I enjoyed The Red Book of Primrose House, Book #2 from the Potting Shed Mystery series by Mary Wingate, so much that I couldn’t wait to open her newest novel, The Skeleton Garden. There’s a link to my Book #2 review at the end of this review.
Marty Wingate takes the adage, “Write what you know,” quite seriously. She’s a Seattle-based horticulturist whose expertise in gardening shines in her Potting Shed mystery series. I was fortunate enough to live in a Seattle home with a whimsical woodlands garden designed by a couple of master gardeners, and have often wished I could have packed up that beautiful garden and taken it with me when I left Seattle. But that’s not the only reason I love Marty Wingate’s novels. I think you’ll become a fan too, whether you’re a wanna-be gardener or just love a good cozy English mystery. Let’s find out…
Caution: There are a couple of spoilers ahead in this review if you haven’t read the first two books in the series. Just a heads up. I don’t think it’s anything too critical but I felt I should warn you. These read well as stand-alone books. I will warn you, however, that you will probably want to go back and read the first two books in the series once you read this one. Thankfully, they’re available at a real bargain price – so – that’s a win-win in my “book.”

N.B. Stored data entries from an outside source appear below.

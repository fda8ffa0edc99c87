//! Bus de eventos del pipeline: tipos, trait de store y scope de emisión.

mod store;
mod types;

use std::sync::Arc;
use uuid::Uuid;

use crate::errors::EngineError;

pub use store::{EventStore, InMemoryEventStore};
pub use types::{PipelineEvent, PipelineEventKind};

/// Par (sink, proyecto) con el que runtime y reliability layer emiten sin
/// conocer el resto del orquestador.
#[derive(Clone)]
pub struct EventScope {
    sink: Arc<dyn EventStore>,
    project_id: Uuid,
}

impl EventScope {
    pub fn new(sink: Arc<dyn EventStore>, project_id: Uuid) -> Self {
        Self { sink, project_id }
    }

    pub fn project_id(&self) -> Uuid {
        self.project_id
    }

    /// Registra el evento en el log del proyecto. Durable al retornar.
    pub async fn emit(&self, kind: PipelineEventKind) -> Result<PipelineEvent, EngineError> {
        tracing::debug!(project = %self.project_id, event = ?kind, "pipeline event");
        self.sink.append_kind(self.project_id, kind).await
    }
}
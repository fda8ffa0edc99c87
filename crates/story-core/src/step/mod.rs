//! Contratos neutrales de un paso del pipeline.

mod definition;
mod descriptor;

pub use definition::{ParsedPayload, PromptBundle, StepDefinition, StepPlan, SubPrompt};
pub use descriptor::StepDescriptor;
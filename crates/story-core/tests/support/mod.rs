//! Soporte compartido por los tests de integración del engine: un paso de
//! prueba configurable, un proveedor con guion y armado de engine en
//! memoria.

#![allow(dead_code)]

use async_trait::async_trait;
use serde_json::{json, Value};
use std::collections::VecDeque;
use std::sync::atomic::{AtomicUsize, Ordering};
use std::sync::{Arc, Mutex};
use uuid::Uuid;

use story_core::{lenient_json, Candidate, EngineError, InMemoryEventStore, InMemoryProjectStore, LlmClient,
                 LlmClientConfig, LlmProvider, ModelTier, ParsedPayload, PipelineEngine, PromptBundle, ProviderError,
                 ProviderRequest, ProviderResponse, RuntimeConfig, StepContext, StepDefinition, StepDescriptor,
                 StepPlan, StepRegistry, SubPrompt, TierChains, ValidationReport};

/// Paso de prueba: valida que el payload tenga `value` (o `subs` ensamblado).
pub struct TestStep {
    pub version: String,
    pub fanout: Option<usize>,
    pub fallback_payload: Option<Value>,
    pub sub_fallback: bool,
}

impl Default for TestStep {
    fn default() -> Self {
        Self { version: "test-pv".to_string(),
               fanout: None,
               fallback_payload: None,
               sub_fallback: false }
    }
}

impl StepDefinition for TestStep {
    fn prompt_version(&self) -> &str {
        &self.version
    }

    fn plan(&self, _ctx: &StepContext) -> Result<StepPlan, EngineError> {
        match self.fanout {
            Some(n) => Ok(StepPlan::Fanout { subtasks: (0..n).map(|i| SubPrompt { label: format!("sub {i}"),
                                                                                  prompt: PromptBundle { system:
                                                                                              "test system".into(),
                                                                                          user: format!("subtask {i}") } })
                                                             .collect() }),
            None => Ok(StepPlan::Single { prompt: PromptBundle { system: "test system".into(),
                                                                 user: "produce a value".into() } }),
        }
    }

    fn parse(&self, raw: &str) -> ParsedPayload {
        lenient_json(raw)
    }

    fn parse_sub(&self, sub: usize, raw: &str) -> ParsedPayload {
        ParsedPayload::clean(json!({"sub": sub, "text": raw.trim()}))
    }

    fn validate(&self, payload: &Value, _ctx: &StepContext) -> ValidationReport {
        let mut report = ValidationReport::ok();
        let has_value = payload.get("value")
                               .and_then(Value::as_str)
                               .map(|s| !s.is_empty())
                               .unwrap_or(false);
        let assembled = payload.get("subs").map(Value::is_array).unwrap_or(false);
        if !has_value && !assembled {
            report.push("missing_field", "payload has no value", "respond with {\"value\": \"...\"}");
        }
        report
    }

    fn validate_sub(&self, _sub: usize, payload: &Value, _ctx: &StepContext) -> ValidationReport {
        let mut report = ValidationReport::ok();
        let rejected = payload.get("text")
                              .and_then(Value::as_str)
                              .map(|s| s.contains("fail"))
                              .unwrap_or(false);
        if rejected {
            report.push("missing_field", "subtask text rejected", "do not answer with fail");
        }
        report
    }

    fn assemble(&self, _ctx: &StepContext, subs: Vec<Value>) -> Result<Value, EngineError> {
        Ok(json!({"value": "assembled", "subs": subs}))
    }

    fn fallback(&self, _ctx: &StepContext) -> Option<Value> {
        self.fallback_payload.clone()
    }

    fn fallback_sub(&self, _ctx: &StepContext, sub: usize) -> Option<Value> {
        if self.sub_fallback {
            Some(json!({"sub": sub, "text": "stub"}))
        } else {
            None
        }
    }
}

/// Proveedor con guion para los tests (respuestas/fallas en orden).
pub struct TestProvider {
    id: String,
    script: Mutex<VecDeque<Result<String, ProviderError>>>,
    calls: AtomicUsize,
}

impl TestProvider {
    pub fn new(id: &str) -> Self {
        Self { id: id.to_string(),
               script: Mutex::new(VecDeque::new()),
               calls: AtomicUsize::new(0) }
    }

    pub fn ok(&self, text: &str) {
        self.script.lock().unwrap().push_back(Ok(text.to_string()));
    }

    pub fn ok_times(&self, text: &str, n: usize) {
        for _ in 0..n {
            self.ok(text);
        }
    }

    pub fn err(&self, err: ProviderError) {
        self.script.lock().unwrap().push_back(Err(err));
    }

    pub fn err_times(&self, err: ProviderError, n: usize) {
        for _ in 0..n {
            self.err(err.clone());
        }
    }

    pub fn calls(&self) -> usize {
        self.calls.load(Ordering::SeqCst)
    }
}

#[async_trait]
impl LlmProvider for TestProvider {
    fn id(&self) -> &str {
        &self.id
    }

    async fn call(&self, _model: &str, _req: &ProviderRequest) -> Result<ProviderResponse, ProviderError> {
        self.calls.fetch_add(1, Ordering::SeqCst);
        let next = self.script.lock().unwrap().pop_front();
        match next {
            Some(Ok(text)) => Ok(ProviderResponse { text,
                                                    tokens_in: 0,
                                                    tokens_out: 1 }),
            Some(Err(err)) => Err(err),
            None => Err(ProviderError::status(500, "script exhausted")),
        }
    }
}

/// Descriptor de prueba con defaults razonables.
pub fn descriptor(index: usize,
                  parents: &'static [usize],
                  definition: Arc<dyn StepDefinition>,
                  allow_fallback: bool,
                  fanout: bool)
                  -> StepDescriptor {
    StepDescriptor { index,
                     name: "test_step",
                     parents,
                     tier: ModelTier::Fast,
                     max_tokens: 128,
                     temperature: 0.0,
                     fanout,
                     allow_fallback,
                     definition }
}

/// Registro lineal 0 → 1 → 2 con pasos de prueba simples.
pub fn linear_registry() -> StepRegistry {
    StepRegistry::new(vec![descriptor(0, &[], Arc::new(TestStep::default()), false, false),
                           descriptor(1, &[0], Arc::new(TestStep::default()), false, false),
                           descriptor(2, &[0, 1], Arc::new(TestStep::default()), false, false)]).unwrap()
}

pub struct Harness {
    pub engine: Arc<PipelineEngine>,
    pub store: Arc<InMemoryProjectStore>,
    pub events: Arc<InMemoryEventStore>,
}

/// Arma un engine en memoria con una cadena de candidatos dada.
pub fn harness(providers: Vec<Arc<dyn LlmProvider>>, chain: Vec<Candidate>, registry: StepRegistry) -> Harness {
    let store = Arc::new(InMemoryProjectStore::new());
    let events = Arc::new(InMemoryEventStore::new());
    let llm = Arc::new(LlmClient::new(providers, LlmClientConfig::new(TierChains::uniform(chain))));
    let engine = PipelineEngine::builder().store(store.clone())
                                          .events(events.clone())
                                          .registry(Arc::new(registry))
                                          .llm(llm)
                                          .runtime_config(RuntimeConfig::default())
                                          .build()
                                          .unwrap();
    Harness { engine: Arc::new(engine),
              store,
              events }
}

/// Cadena de un solo candidato sobre el proveedor dado.
pub fn single_chain(provider_id: &str) -> Vec<Candidate> {
    vec![Candidate::new(provider_id, format!("{provider_id}-model"))]
}

/// Eventos de un proyecto, ya listados.
pub async fn events_of(harness: &Harness, project: Uuid) -> Vec<story_core::PipelineEvent> {
    use story_core::EventStore;
    harness.events.list(project).await.unwrap()
}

A little background: At first glance, Texas transplant Pru Parke seems an unlikely person to be restoring traditional English gardens. In truth, they are a challenge she loves tackling. She is intent on honoring their often centuries old heritage while making them thrive in today’s world. The only problem is that dead bodies keep turning up where she’s working – and that is not at all what she planned when she moved to England to find her family roots in addition to getting her hands on some literal garden roots.
Pru and Police Detective Christopher Pearse, are finally living in the same town and, in the same house. Yep, they’ve tied the knot. Although Chris is working for the local police force, he is diplomatically staying out of the kind of detective work he did in London to avoid tramping on fragile local police egos as much as possible.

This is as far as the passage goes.